K2 DRAM grid-in-a-box

A start-up called Kaminario has a new spin on in-memory datasets with its K2 DRAM-based grid of storage nodes having no single point of failure, unlike Texas Memory Systems, it says, and being cheaper than flash-based million-IOPS products.

The idea is an old one: hold application data sets in externally-attached, solid-state storage and get radically faster access to data. There have been two main approaches. One is to use DRAM and the main exponent of this is Texas Memory Systems (TMS) with its RamSan set of products. The other is to use flash, and Fusion-io has been making the running here with one million IOPS demos with IBM via its SAN Volume Controller, and another with HP, both using Fusion's ioDrive flash memory card. IBM is now using STEC solid state drives (SSDs) in an SAN Volume Controller flash-based product.

Kaminario's concept is to get its DRAM by using commercial, off-the-shelf hardware - Dell blade servers in this case.
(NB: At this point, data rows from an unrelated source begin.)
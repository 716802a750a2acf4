//! BitChore domain core.
//!
//! Pure domain logic with no I/O: the chore entity and its status/progress
//! rules, the access policy, dashboard aggregation and report flattening.
//! The `db` and `api` crates build on these types.

pub mod access;
pub mod chore;
pub mod dashboard;
pub mod error;
pub mod report;
pub mod roles;
pub mod types;
//! Query-string parameter types shared by handlers.

use serde::Deserialize;

/// `GET /chores?status=`
#[derive(Debug, Default, Deserialize)]
pub struct ChoreListParams {
    pub status: Option<String>,
}

/// `GET /reports/export/*?format=`
#[derive(Debug, Default, Deserialize)]
pub struct ReportParams {
    pub format: Option<String>,
}
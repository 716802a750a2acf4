pub mod auth;
pub mod chore;
pub mod dashboard;
pub mod report;
pub mod user;

use bitchore_core::error::CoreError;
use serde::Serialize;
use validator::Validate;

use crate::error::{AppError, AppResult};

/// `{ "message": ... }` acknowledgement body.
#[derive(Debug, Serialize)]
pub struct MessageResponse {
    pub message: &'static str,
}

/// Run `validator` rules on a request body, mapping failures to 400.
pub(crate) fn validate_input<T: Validate>(input: &T) -> AppResult<()> {
    input
        .validate()
        .map_err(|e| AppError::Core(CoreError::Validation(e.to_string())))
}
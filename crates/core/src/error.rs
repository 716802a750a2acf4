use crate::types::DbId;

/// Domain error shared by every layer.
///
/// The API crate maps each variant onto one HTTP status.
#[derive(Debug, thiserror::Error)]
pub enum CoreError {
    #[error("{entity} with id {id} not found")]
    NotFound { entity: &'static str, id: DbId },

    /// Malformed input shape, rejected before any write.
    #[error("Validation failed: {0}")]
    Validation(String),

    #[error("Conflict: {0}")]
    Conflict(String),

    /// Missing or invalid credential, or a credential for a deleted user.
    #[error("Unauthorized: {0}")]
    Unauthorized(String),

    /// Authenticated, but the role or assignment check failed.
    #[error("Forbidden: {0}")]
    Forbidden(String),
}
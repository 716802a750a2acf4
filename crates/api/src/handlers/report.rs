//! Spreadsheet and CSV exports. Admin only.

use axum::extract::{Query, State};
use axum::http::header::{CONTENT_DISPOSITION, CONTENT_TYPE};
use axum::http::StatusCode;
use axum::response::{IntoResponse, Response};
use bitchore_core::access::{authorize, ChoreAction};
use bitchore_core::report::{Person, ReportTable};
use bitchore_core::types::DbId;
use bitchore_db::repositories::{ChoreRepo, UserRepo};

use crate::error::AppResult;
use crate::export::{self, ReportFormat};
use crate::middleware::auth::AuthUser;
use crate::query::ReportParams;
use crate::state::AppState;

/// GET /api/reports/export/chores?format=xlsx|csv
pub async fn export_chores(
    State(state): State<AppState>,
    auth: AuthUser,
    Query(params): Query<ReportParams>,
) -> AppResult<Response> {
    authorize(&auth.actor(), ChoreAction::ExportReports, None)?;
    let format = ReportFormat::parse(params.format.as_deref())?;

    let chores = ChoreRepo::list(&state.pool, None, None).await?;
    let mut ids: Vec<DbId> = chores.iter().flat_map(|c| c.assigned_to.clone()).collect();
    ids.sort_unstable();
    ids.dedup();
    let people: Vec<Person> = UserRepo::find_many(&state.pool, &ids)
        .await?
        .iter()
        .map(|u| u.to_person())
        .collect();

    let table = ReportTable::chores(&chores, &people);
    tracing::info!(user_id = auth.user_id, rows = table.rows.len(), "Exporting chore report");
    download(&table, format)
}

/// GET /api/reports/export/users?format=xlsx|csv
///
/// One row per registered user, admins included.
pub async fn export_users(
    State(state): State<AppState>,
    auth: AuthUser,
    Query(params): Query<ReportParams>,
) -> AppResult<Response> {
    authorize(&auth.actor(), ChoreAction::ExportReports, None)?;
    let format = ReportFormat::parse(params.format.as_deref())?;

    let people: Vec<Person> = UserRepo::list(&state.pool)
        .await?
        .iter()
        .map(|u| u.to_person())
        .collect();
    let chores = ChoreRepo::list(&state.pool, None, None).await?;

    let table = ReportTable::users(&people, &chores);
    tracing::info!(user_id = auth.user_id, rows = table.rows.len(), "Exporting user report");
    download(&table, format)
}

fn download(table: &ReportTable, format: ReportFormat) -> AppResult<Response> {
    let body = export::render(table, format)?;
    let disposition = format!(
        "attachment; filename=\"{}\"",
        export::file_name(table, format)
    );

    Ok((
        StatusCode::OK,
        [
            (CONTENT_TYPE, format.content_type().to_string()),
            (CONTENT_DISPOSITION, disposition),
        ],
        body,
    )
        .into_response())
}
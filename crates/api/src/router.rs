//! Shared application router builder.
//!
//! [`build_app_router`] is used by both the binary and the integration tests,
//! so both run the same middleware stack.

use std::time::Duration;

use axum::http::header::{AUTHORIZATION, CONTENT_TYPE};
use axum::http::{HeaderName, Method, StatusCode};
use axum::Router;
use tower_http::catch_panic::CatchPanicLayer;
use tower_http::cors::CorsLayer;
use tower_http::request_id::{MakeRequestUuid, PropagateRequestIdLayer, SetRequestIdLayer};
use tower_http::timeout::TimeoutLayer;
use tower_http::trace::{DefaultMakeSpan, DefaultOnResponse, TraceLayer};
use tracing::Level;

use crate::config::ServerConfig;
use crate::routes;
use crate::state::AppState;

/// Build the full application [`Router`].
///
/// Layers, outermost first: CORS, request id assignment, tracing, request
/// id propagation, timeout, panic recovery.
pub fn build_app_router(state: AppState) -> Router {
    let config = state.config.clone();
    let cors = build_cors_layer(&config);
    let request_id_header = HeaderName::from_static("x-request-id");

    Router::new()
        .merge(routes::health::router())
        .nest("/api", routes::api_routes())
        .layer(CatchPanicLayer::new())
        .layer(TimeoutLayer::with_status_code(
            StatusCode::REQUEST_TIMEOUT,
            Duration::from_secs(config.request_timeout_secs),
        ))
        .layer(PropagateRequestIdLayer::new(request_id_header.clone()))
        .layer(
            TraceLayer::new_for_http()
                .make_span_with(DefaultMakeSpan::new().level(Level::INFO))
                .on_response(DefaultOnResponse::new().level(Level::INFO)),
        )
        .layer(SetRequestIdLayer::new(request_id_header, MakeRequestUuid))
        .layer(cors)
        .with_state(state)
}

/// CORS layer for the configured origins.
///
/// Panics on an unparsable origin, so misconfiguration fails at startup.
pub fn build_cors_layer(config: &ServerConfig) -> CorsLayer {
    let origins: Vec<_> = config
        .cors_origins
        .iter()
        .map(|o| {
            o.parse()
                .unwrap_or_else(|e| panic!("Invalid CORS origin '{o}': {e}"))
        })
        .collect();

    CorsLayer::new()
        .allow_origin(origins)
        .allow_methods([Method::GET, Method::POST, Method::PUT, Method::DELETE])
        .allow_headers([CONTENT_TYPE, AUTHORIZATION])
        .allow_credentials(true)
        .max_age(Duration::from_secs(3600))
}
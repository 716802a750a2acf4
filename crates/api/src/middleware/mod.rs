//! Request extractors for authentication.
//!
//! - [`auth::AuthUser`] -- resolves the caller from a Bearer token.
//!
//! Role and assignment checks are not extractors: handlers call
//! [`bitchore_core::access::authorize`] with the action they perform.

pub mod auth;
These are combined into a grid using a 1GigE interconnect and connected to the outside world by a minimum of two clustered I/O Directors with two 8Gbit/s Fibre Channel ports each. Host servers see a standard block device.

The I/O Directors control access to a set of Data Nodes, the Dell blades, whose operation is coordinated by KOS operating system software. Each data node consists of its CPU, DRAM and two hard drives. Application data is written across Data Nodes. Primary Data nodes hold the data in DRAM with a mirror in one in one of its hard drives. A Secondary Data Node holds a backup copy in its hard drive. Should a node fail then data can be reconstructed.

Reads are executed in parallel from all data nodes which hold the data set referred to. The K2 appliance has full redundancy for all components, with Kaminario pointing out that TMS RamSan products do have a single point of failure. (See discussion here.)

Kaminario criticises flash-based alternatives to K2, saying that useful life is less than DRAM and block erase-write-cycles reduce performance, as do other write-based processes.

The minimum K2 configuration is two I/O Directors and four Data Nodes offering 500GB raw DRAM capacity, 300,000 random IOPS and 3.2GB/sec bandwidth. The maximum supported configuration is ten Data Nodes providing 1.5 million IOPS and 16GB/sec bandwidth. Customers can start small and buy more I/O Directors for performance and more Data Nodes for capacity.

The entry-level configuration seems to cost around $200,000. Kaminario is coy about its pricing, which is based on a $ per GB and IOPS calculation.

Which other suppliers' products can do a million IOPS from solid state? Fusion-io did it with IBM's SVC using 4TB of flash. HP did it with 2.5TB of Fusion-io flash. LSI has reported getting a million IOPS from 1TB of Seagate Pulsar flash. TMS did the same with its RamSan 5000 in October 2008 - actually ten RamSan 500s with 640G of DRAM cache in total and an undisclosed amount of flash. A RamSan 500 can hold up to 2TB of single level cell (SLC) flash but the idea of a 20TB system generating just one million IOPS seems bizarre.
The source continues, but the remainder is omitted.